I would strongly recommend having your financials looked at by a professional prior to a lending application, to save time and disappointment.

Projections: If you were lending someone money you would want to feel confident they had the capacity to repay the loan with interest. That’s how bankers look at the future of your business. They want to be sure the business is healthy currently and into the future.

When the subject of Projections or Budgets is discussed with business owners we often get asked the question “I don’t know what I’m going to sell, so how can I do a projection?”

Fixed costs: Where we recommend starting is with the fixed costs or overheads in the business. These are the costs that stay the same whether you sell anything or not, such as rent, administration/sales wages and leases etc.

Variable costs: You then need to know your gross profit margin and calculate the sales you need to make to cover the overheads less the variable costs to make the sales. Variable costs are those that are only incurred when you sell a product or service such as direct labour, materials or product purchases.

If you put this into a spreadsheet you can then play around with the level of sales to see how much profit would be made if sales increase or decrease. You can also factor seasonality into the projection.

As well as a Profit and Loss Projection you will need a Balance Sheet Projection, so the lender can see the future health of that too. A business can look wonderfully profitable but if it isn’t managing receivables, payables, stock and job management etc. it can become an unhealthy proposition.

Cashflow forecasts: A Cashflow Forecast is slightly different to a Projection as it combines all income, costs and overheads as well as movement in receivables, payables, stock and outstanding jobs, taxes and capital expenditure etc.

The Cashflow Forecast is based on the cash flowing in and out of the business, whereas the Projection is based on the sales and expenses; which don’t always result in immediate cash movements ie you can make a sale but it may take as long as 90 days to get paid and you can purchase something but you may take as long as 90 days to pay for it.

Peaks & troughs: The cashflow forecast enables you and a lender to see exactly the cash position of the business into the future. If there are peaks and troughs or if the cash position is moving in and out of positive territory you can manage the situation by collecting payments from customers more quickly or delaying purchases and payment to suppliers.

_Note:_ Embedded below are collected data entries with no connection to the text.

//! Bounded concurrent execution of blocking tasks.
//!
//! Tasks run on a fixed set of scoped OS threads pulling from a shared queue.
//! Results come back in input order. There is no fault isolation here: an
//! `Err` lands in its slot and a panic propagates to the caller once all
//! workers have stopped. Callers that need per-task isolation wrap tasks
//! first (see [`crate::stage_exec`]).

use std::sync::{Mutex, mpsc};
use std::thread;

use anyhow::{Result, anyhow};

/// A unit of work for [`run_all`].
pub type Task<'a, T> = Box<dyn FnOnce() -> Result<T> + Send + 'a>;

/// Run `tasks` with at most `max_parallelism` in flight.
pub fn run_all<'a, T: Send + 'a>(tasks: Vec<Task<'a, T>>, max_parallelism: usize) -> Vec<Result<T>> {
    run_all_with(tasks, max_parallelism, |_, _| {})
}

/// Like [`run_all`], calling `on_result` on the calling thread as each task finishes.
pub fn run_all_with<'a, T, F>(
    tasks: Vec<Task<'a, T>>,
    max_parallelism: usize,
    mut on_result: F,
) -> Vec<Result<T>>
where
    T: Send + 'a,
    F: FnMut(usize, &Result<T>),
{
    let total = tasks.len();
    if total == 0 {
        return Vec::new();
    }
    let workers = max_parallelism.clamp(1, total);
    if workers == 1 {
        return tasks
            .into_iter()
            .enumerate()
            .map(|(index, task)| {
                let result = task();
                on_result(index, &result);
                result
            })
            .collect();
    }

    let queue = Mutex::new(tasks.into_iter().enumerate());
    let mut slots: Vec<Option<Result<T>>> = (0..total).map(|_| None).collect();
    let (tx, rx) = mpsc::channel();

    thread::scope(|scope| {
        for _ in 0..workers {
            let tx = tx.clone();
            let queue = &queue;
            scope.spawn(move || {
                loop {
                    let next = match queue.lock() {
                        Ok(mut pending) => pending.next(),
                        Err(_) => None,
                    };
                    let Some((index, task)) = next else {
                        break;
                    };
                    if tx.send((index, task())).is_err() {
                        break;
                    }
                }
            });
        }
        drop(tx);
        for (index, result) in rx {
            on_result(index, &result);
            slots[index] = Some(result);
        }
    });

    slots
        .into_iter()
        .enumerate()
        .map(|(index, slot)| slot.unwrap_or_else(|| Err(anyhow!("task {index} produced no result"))))
        .collect()
}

Timing of capital purchases: You can factor in purchase of capital equipment at the right time so the cash isn’t negatively impacted. Payments you don’t generally have control over such as taxes and interest can be included and planned in advance so you aren’t scrambling around at the last minute to find the money to pay.

What the banks want to know is really what every good business manager should know as a matter of course. Unfortunately we get busy handling the day-to-day issues and don’t find time to plan and prepare for the future.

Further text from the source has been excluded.